Student government leaders influence the direction of their universities. They can also inspire voters aged 18-25 to get involved in local, state, and national politics, too.
Fourteen institutions make up the country’s “Big 10”.
The SGAs (student government associations) of these universities have banded together to form the Association of Big Ten Students (ABTS). ABTS represents over 500,000 undergraduate students.
ABTS has a mission when it comes to SGA elections: Get out the vote!
Representatives from each ABTS member have joined forces to promote voting on campus and in state and national races. A national organization, the American Student Government Association (ASGA) has similar goals.
According to the University of Michigan’s student government association, this arrangement: “aims to increase the number of eligible student voters across the country and encourage participation at the polls for all elections.”
SGA Elections: Getting Out the Vote on Campus
Student government elections are often the first exposure to a formalized democratic process. Yet, many students remain on the sidelines, apathetic.
Samantha Geisinger, a senior studying at The Pennsylvania State University wrote about a common experience in Forbes:
In fact, just yesterday, I was speaking with one of my best friends as he complained about our federal government. I only asked him one question, “Did you vote in last year’s election?”, and when his answer was, “No...” I told him that I couldn’t stand to listen to him complain, especially when many of his friends participated in voter registration efforts on our campus.
Groups like ABTS aim to get more students involved in student government. This includes encouraging students to run for office. It also means facilitating campus activities that favor voting participation.
Three campus-wide voting objectives should be:
- Raising the profile of student government elections
- Encouraging student participation at all levels
- Normalizing the voting process inside and outside the university
Students with political ambitions must dedicate a lot of time running a campaign, but it can be a rewarding undertaking.
As Gary Teal, former Vice Chair of the D.C. GOP advises on Quora:
“On one hand, being Student Body President got me into the White House and many other amazing experiences that helped shape my life. But on the other hand, running for office is not for the faint of heart. [...] [M]y advice is that you be yourself, build name ID by having lots of posters or stickers or whatever is allowed, and roll with the punches.”
If you are running for student government, here are eBallot’s best practices for student government elections. Our secure online voting tool is the choice of hundreds of colleges and universities. It is easy to use and results are visible immediately.

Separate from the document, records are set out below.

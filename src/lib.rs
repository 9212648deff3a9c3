//! Retint - recolor PNG artwork onto a fixed palette
//!
//! Application layer around the `palette-map` engine: YAML configuration,
//! PNG I/O and output naming. This library exposes modules for integration
//! testing.

pub mod error;
pub mod models;
pub mod rendering;
pub mod services;
//! Error types for palette operations
//!
//! This module provides error types for color parsing and palette validation.

use std::fmt;

/// Error type for parsing hex color strings.
///
/// Returned when a hex color string is not exactly six hexadecimal digits
/// (after trimming and stripping an optional leading `#`).
#[derive(Debug, Clone, PartialEq, Eq)]
pub enum ParseColorError {
    /// Hex string has the wrong number of digits (the value is the length found)
    InvalidLength(usize),
    /// A character that is not a hexadecimal digit was encountered
    InvalidDigit(char),
}

impl fmt::Display for ParseColorError {
    fn fmt(&self, f: &mut fmt::Formatter<'_>) -> fmt::Result {
        match self {
            ParseColorError::InvalidLength(len) => {
                write!(f, "invalid hex color length {} (expected 6 digits)", len)
            }
            ParseColorError::InvalidDigit(c) => {
                write!(f, "invalid hex character {:?}", c)
            }
        }
    }
}

impl std::error::Error for ParseColorError {}

/// Error type for palette validation.
#[derive(Debug, Clone, PartialEq, Eq)]
pub enum PaletteError {
    /// No colors provided in palette
    EmptyPalette,
    /// A palette entry failed to parse
    InvalidColor {
        /// Position of the offending entry in the input list
        index: usize,
        /// The entry as given
        input: String,
        /// Why it failed
        source: ParseColorError,
    },
}

impl fmt::Display for PaletteError {
    fn fmt(&self, f: &mut fmt::Formatter<'_>) -> fmt::Result {
        match self {
            PaletteError::EmptyPalette => {
                write!(f, "palette cannot be empty")
            }
            PaletteError::InvalidColor {
                index,
                input,
                source,
            } => {
                write!(f, "invalid color {:?} at index {}: {}", input, index, source)
            }
        }
    }
}

impl std::error::Error for PaletteError {
    fn source(&self) -> Option<&(dyn std::error::Error + 'static)> {
        match self {
            PaletteError::InvalidColor { source, .. } => Some(source),
            _ => None,
        }
    }
}
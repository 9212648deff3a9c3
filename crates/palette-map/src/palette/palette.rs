//! Ordered target palette.
//!
//! A [`Palette`] is the fixed set of colors an image is mapped onto. Entry
//! order is significant: every matcher breaks ties in favour of the earlier
//! entry, so duplicates are kept as given.

use super::error::PaletteError;
use crate::color::Rgb;

/// An ordered, non-empty list of target colors.
///
/// # Example
///
/// ```
/// use palette_map::{Palette, Rgb};
///
/// let palette = Palette::from_hex(&["#000000", "#808080", "#FFFFFF"]).unwrap();
/// assert_eq!(palette.len(), 3);
/// assert_eq!(palette.get(1), Rgb::new(128, 128, 128));
/// ```
#[derive(Debug, Clone, PartialEq, Eq)]
pub struct Palette {
    colors: Vec<Rgb>,
}

impl Palette {
    /// Create a palette from already-parsed colors.
    ///
    /// # Errors
    ///
    /// Returns [`PaletteError::EmptyPalette`] if `colors` is empty.
    pub fn new(colors: &[Rgb]) -> Result<Self, PaletteError> {
        if colors.is_empty() {
            return Err(PaletteError::EmptyPalette);
        }
        Ok(Self {
            colors: colors.to_vec(),
        })
    }

    /// Parse a palette from hex color strings (`#RRGGBB` or `RRGGBB`).
    ///
    /// Fails on the first malformed entry, reporting its index.
    ///
    /// # Errors
    ///
    /// - [`PaletteError::EmptyPalette`] if `hex` is empty
    /// - [`PaletteError::InvalidColor`] if any entry fails to parse
    ///
    /// # Example
    ///
    /// ```
    /// use palette_map::{Palette, PaletteError};
    ///
    /// let err = Palette::from_hex(&["#000000", "#12345"]).unwrap_err();
    /// assert!(matches!(err, PaletteError::InvalidColor { index: 1, .. }));
    /// ```
    pub fn from_hex<S: AsRef<str>>(hex: &[S]) -> Result<Self, PaletteError> {
        if hex.is_empty() {
            return Err(PaletteError::EmptyPalette);
        }

        let colors = hex
            .iter()
            .enumerate()
            .map(|(index, s)| {
                let s = s.as_ref();
                s.parse::<Rgb>().map_err(|source| PaletteError::InvalidColor {
                    index,
                    input: s.to_string(),
                    source,
                })
            })
            .collect::<Result<Vec<_>, _>>()?;

        Ok(Self { colors })
    }

    /// Returns the number of colors in the palette.
    #[inline]
    pub fn len(&self) -> usize {
        self.colors.len()
    }

    /// Always `false`: empty palettes are rejected at construction.
    #[inline]
    pub fn is_empty(&self) -> bool {
        self.colors.is_empty()
    }

    /// Get the color at the given index.
    #[inline]
    pub fn get(&self, idx: usize) -> Rgb {
        self.colors[idx]
    }

    /// All colors in palette order.
    #[inline]
    pub fn colors(&self) -> &[Rgb] {
        &self.colors
    }
}
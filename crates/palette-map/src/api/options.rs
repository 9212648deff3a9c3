//! Mapping configuration.

use crate::image::Thresholds;
use crate::matcher::MappingMode;

/// Configuration for one mapping run.
///
/// Every value the pipeline reads is carried here; nothing is read from
/// process-wide state.
///
/// # Defaults
///
/// - Mode: [`MappingMode::Luminance`]
/// - Thresholds: black 30, alpha 10
/// - Contrast stretch: disabled
///
/// # Example
///
/// ```
/// use palette_map::{MapOptions, MappingMode};
///
/// let options = MapOptions::new()
///     .mode(MappingMode::Hybrid { color_weight: 0.6 })
///     .black_threshold(45)
///     .contrast_stretch(true);
///
/// assert_eq!(options.thresholds.black, 45);
/// assert_eq!(options.thresholds.alpha, 10);
/// ```
#[derive(Debug, Clone, Copy, PartialEq, Default)]
pub struct MapOptions {
    /// Matching strategy and its weights.
    pub mode: MappingMode,

    /// Which pixels are left untouched.
    pub thresholds: Thresholds,

    /// Stretch the image's luminance range before matching.
    pub contrast_stretch: bool,
}

impl MapOptions {
    /// Create options with default values.
    #[inline]
    pub fn new() -> Self {
        Self::default()
    }

    /// Set the matching mode.
    #[inline]
    pub fn mode(mut self, mode: MappingMode) -> Self {
        self.mode = mode;
        self
    }

    /// Set both exclusion thresholds.
    #[inline]
    pub fn thresholds(mut self, thresholds: Thresholds) -> Self {
        self.thresholds = thresholds;
        self
    }

    /// Set the black threshold (channel sum, 0..=765).
    #[inline]
    pub fn black_threshold(mut self, threshold: u16) -> Self {
        self.thresholds.black = threshold;
        self
    }

    /// Set the alpha threshold.
    #[inline]
    pub fn alpha_threshold(mut self, threshold: u8) -> Self {
        self.thresholds.alpha = threshold;
        self
    }

    /// Enable or disable the contrast stretch pre-pass.
    #[inline]
    pub fn contrast_stretch(mut self, enabled: bool) -> Self {
        self.contrast_stretch = enabled;
        self
    }
}
//! Serializable views of engine results for `analyze` and `palette`.

use palette_map::{Hsl, LuminanceRange, MapReport, Palette, PaletteProfile};
use serde::Serialize;

#[derive(Debug, Clone, Copy, PartialEq, Serialize)]
pub struct RangeSummary {
    pub min: f64,
    pub max: f64,
}

impl From<LuminanceRange> for RangeSummary {
    fn from(range: LuminanceRange) -> Self {
        Self {
            min: range.min,
            max: range.max,
        }
    }
}

#[derive(Debug, Clone, PartialEq, Serialize)]
pub struct SegmentSummary {
    /// Inclusive upper luminance bound of the band
    pub threshold: f64,
    pub color: String,
}

/// A [`MapReport`] flattened for printing or JSON output
#[derive(Debug, Clone, PartialEq, Serialize)]
pub struct ReportSummary {
    pub mode: &'static str,
    pub palette_size: usize,
    pub total: usize,
    pub mapped: usize,
    pub skipped: usize,
    pub stretched: usize,
    pub initial_range: RangeSummary,
    pub final_range: RangeSummary,
    pub palette_range: RangeSummary,
    #[serde(skip_serializing_if = "Option::is_none")]
    pub quantile: Option<Vec<SegmentSummary>>,
}

impl From<&MapReport> for ReportSummary {
    fn from(report: &MapReport) -> Self {
        Self {
            mode: report.mode,
            palette_size: report.palette_size,
            total: report.total,
            mapped: report.mapped,
            skipped: report.skipped,
            stretched: report.stretched,
            initial_range: report.initial_range.into(),
            final_range: report.final_range.into(),
            palette_range: report.palette_range.into(),
            quantile: report.quantile.as_ref().map(|mapping| {
                mapping
                    .segments()
                    .iter()
                    .map(|s| SegmentSummary {
                        threshold: s.threshold,
                        color: s.color.to_string(),
                    })
                    .collect()
            }),
        }
    }
}

/// One palette entry with its derived color statistics
#[derive(Debug, Clone, PartialEq, Serialize)]
pub struct PaletteEntry {
    pub index: usize,
    pub color: String,
    pub luminance: f64,
    /// Luminance normalized against the palette's own range
    pub normalized_luminance: f64,
    pub hue: f64,
    pub lightness: f64,
    pub saturation: f64,
}

/// Describe every palette entry, in palette order.
pub fn palette_entries(palette: &Palette) -> Vec<PaletteEntry> {
    let profile = PaletteProfile::new(palette);
    profile
        .colors()
        .iter()
        .enumerate()
        .map(|(index, &color)| {
            let hsl = Hsl::from(color);
            PaletteEntry {
                index,
                color: color.to_string(),
                luminance: profile.luminances()[index],
                normalized_luminance: profile.normalized_luminance(index),
                hue: hsl.hue,
                lightness: hsl.lightness,
                saturation: hsl.saturation,
            }
        })
        .collect()
}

Motivating College Voters in State and National Campaigns
Voters aged 18-25 have historically come out to vote in lower percentages than older voters, according to chart data provided by Michael P. McDonald, Associate Professor in the Department of Political Science at the University of Florida.
The US Census Bureau reports that these voters have consistently voted at lower rates than all other age groups in every presidential election since 1962.
Why the apathy? Critics have differing opinions. A wide number of organizations are working to engage younger voters.
ABTS is one success story. ABTS has successfully registered 50,000 students to vote in state and national elections across the ten member states it represents, according to Geisinger.
The Role of Leaders in SG Associations
Student government leaders can take these approaches to get more peers involved locally and nationally:
- Focus on issues that impact student voters directly. Student leaders can highlight issues such as student loan debt to raise awareness about politics on campus and off-campus.
- Email the entire student body to get involved in all elections. Emailing students to remind them to participate in university elections is just the beginning. Student government can also use their platform to remind students to participate in local, state, and national elections. Choose an online voting platform like eBallot that includes emailing capabilities and easy-to-use templates.
- Partner with outside nonpartisan nonprofits. Student government leaders can proactively partner with outside organizations such as Democracy Works or Campus Vote, to engage students.
Student government representatives play an important role during their time at university. The policies made during their time can shape the direction of your institution for years to come. One worthwhile legacy is motivating fellow students to vote. Lead by example.